Your task is to output the data exactly as it stands.

======== DATA FOR PROCESSING

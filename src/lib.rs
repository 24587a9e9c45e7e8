//! TrustyAI e2e - verification harness for a deployed model-monitoring service
//!
//! This crate drives end-to-end tests against a TrustyAI service running on a
//! Kubernetes/OpenShift cluster, together with ModelMesh/KServe model serving
//! and a Prometheus metrics backend. It has two halves:
//!
//! - A **resource lifecycle manager** ([`resources`]) that provisions the
//!   cluster dependencies of a test bottom-up (namespace, service account,
//!   monitoring config, object storage, serving runtime, inference services,
//!   TrustyAI service) and guarantees teardown in reverse order on every exit
//!   path, including assertion failures.
//!
//! - A **verification harness** ([`harness`]) that issues HTTP requests to the
//!   TrustyAI metric endpoints and to Prometheus, polling until an expected
//!   condition holds or a deadline elapses.
//!
//! The actual test suite lives under `tests/` and composes these two halves.
//! Tests that require a live cluster are ignored by default:
//!
//! ```bash
//! cargo test --test e2e -- --ignored
//! ```
//!
//! # Modules
//!
//! - [`config`] - Suite-wide configuration resolved once from the environment
//! - [`crd`] - Custom resource types (TrustyAIService, ServingRuntime, InferenceService)
//! - [`error`] - Error types for provisioning and verification failures
//! - [`harness`] - HTTP verification, inference traffic replay, Prometheus polling
//! - [`metrics`] - The supported fairness and drift metrics and their payloads
//! - [`poll`] - Bounded polling against eventually-consistent external systems
//! - [`resources`] - Scoped acquisition and release of cluster resources

#![deny(missing_docs)]

pub mod config;
pub mod crd;
pub mod error;
pub mod harness;
pub mod metrics;
pub mod poll;
pub mod resources;

pub use error::Error;

/// Result type alias using our custom Error type
pub type Result<T> = std::result::Result<T, Error>;

// =============================================================================
// Default Configuration Constants
// =============================================================================

/// Name of the TrustyAI service instance created in each test namespace
pub const TRUSTYAI_SERVICE: &str = "trustyai-service";

/// Namespace label that enables the ModelMesh admission controller
pub const MODELMESH_ENABLED_LABEL: &str = "modelmesh-enabled";

/// API group of KServe serving resources, used for deployment-mode annotations
pub const KSERVE_API_GROUP: &str = "serving.kserve.io";

/// ONNX model format name, as declared by serving runtimes and predictors
pub const ONNX: &str = "onnx";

================

== PROBLEM SOLUTION ==
filename src/lib.rs
repository 24587a9e9c45e7e8
//! TrustyAI e2e - verification harness for a deployed model-monitoring service
//!
//! This crate drives end-to-end tests against a TrustyAI service running on a
//! Kubernetes/OpenShift cluster, together with ModelMesh/KServe model serving
//! and a Prometheus metrics backend. It has two halves:
//!
//! - A **resource lifecycle manager** ([`resources`]) that provisions the
//!   cluster dependencies of a test bottom-up (namespace, service account,
//!   monitoring config, object storage, serving runtime, inference services,
//!   TrustyAI service) and guarantees teardown in reverse order on every exit
//!   path, including assertion failures.
//!
//! - A **verification harness** ([`harness`]) that issues HTTP requests to the
//!   TrustyAI metric endpoints and to Prometheus, polling until an expected
//!   condition holds or a deadline elapses.
//!
//! The actual test suite lives under `tests/` and composes these two halves.
//! Tests that require a live cluster are ignored by default:
//!
//! ```bash
//! cargo test --test e2e -- --ignored
//! ```
//!
//! # Modules
//!
//! - [`config`] - Suite-wide configuration resolved once from the environment
//! - [`crd`] - Custom resource types (TrustyAIService, ServingRuntime, InferenceService)
//! - [`error`] - Error types for provisioning and verification failures
//! - [`harness`] - HTTP verification, inference traffic replay, Prometheus polling
//! - [`metrics`] - The supported fairness and drift metrics and their payloads
//! - [`poll`] - Bounded polling against eventually-consistent external systems
//! - [`resources`] - Scoped acquisition and release of cluster resources

#![deny(missing_docs)]

pub mod config;
pub mod crd;
pub mod error;
pub mod harness;
pub mod metrics;
pub mod poll;
pub mod resources;

pub use error::Error;

/// Result type alias using our custom Error type
pub type Result<T> = std::result::Result<T, Error>;

// =============================================================================
// Default Configuration Constants
// =============================================================================

/// Name of the TrustyAI service instance created in each test namespace
pub const TRUSTYAI_SERVICE: &str = "trustyai-service";

/// Namespace label that enables the ModelMesh admission controller
pub const MODELMESH_ENABLED_LABEL: &str = "modelmesh-enabled";

/// API group of KServe serving resources, used for deployment-mode annotations
pub const KSERVE_API_GROUP: &str = "serving.kserve.io";

/// ONNX model format name, as declared by serving runtimes and predictors
pub const ONNX: &str = "onnx";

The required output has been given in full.